MATERIAL SUPPLIED below:

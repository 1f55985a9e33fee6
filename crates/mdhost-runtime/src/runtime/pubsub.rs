use crossbeam_channel::{Receiver, Sender, unbounded};

use super::types::RuntimeEvent;

#[derive(Default)]
pub(crate) struct RuntimePubSub {
    subscribers: Vec<Sender<RuntimeEvent>>,
}

impl RuntimePubSub {
    pub(crate) fn subscribe(&mut self) -> Receiver<RuntimeEvent> {
        let (tx, rx) = unbounded();
        self.subscribers.push(tx);
        rx
    }

    pub(crate) fn broadcast(&mut self, event: RuntimeEvent) {
        // Remove disconnected subscribers
        self.subscribers.retain(|tx| tx.send(event.clone()).is_ok());
    }
}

End of MATERIAL SUPPLIED.

EXERCISE DESCRIPTION :: The required output is the full set of entries, reproduced verbatim.

ANSWER SECTION ::
repository 1f55985a9e33fee6
filename crates/mdhost-runtime/src/runtime/pubsub.rs
use crossbeam_channel::{Receiver, Sender, unbounded};

use super::types::RuntimeEvent;

#[derive(Default)]
pub(crate) struct RuntimePubSub {
    subscribers: Vec<Sender<RuntimeEvent>>,
}

impl RuntimePubSub {
    pub(crate) fn subscribe(&mut self) -> Receiver<RuntimeEvent> {
        let (tx, rx) = unbounded();
        self.subscribers.push(tx);
        rx
    }

    pub(crate) fn broadcast(&mut self, event: RuntimeEvent) {
        // Remove disconnected subscribers
        self.subscribers.retain(|tx| tx.send(event.clone()).is_ok());
    }
}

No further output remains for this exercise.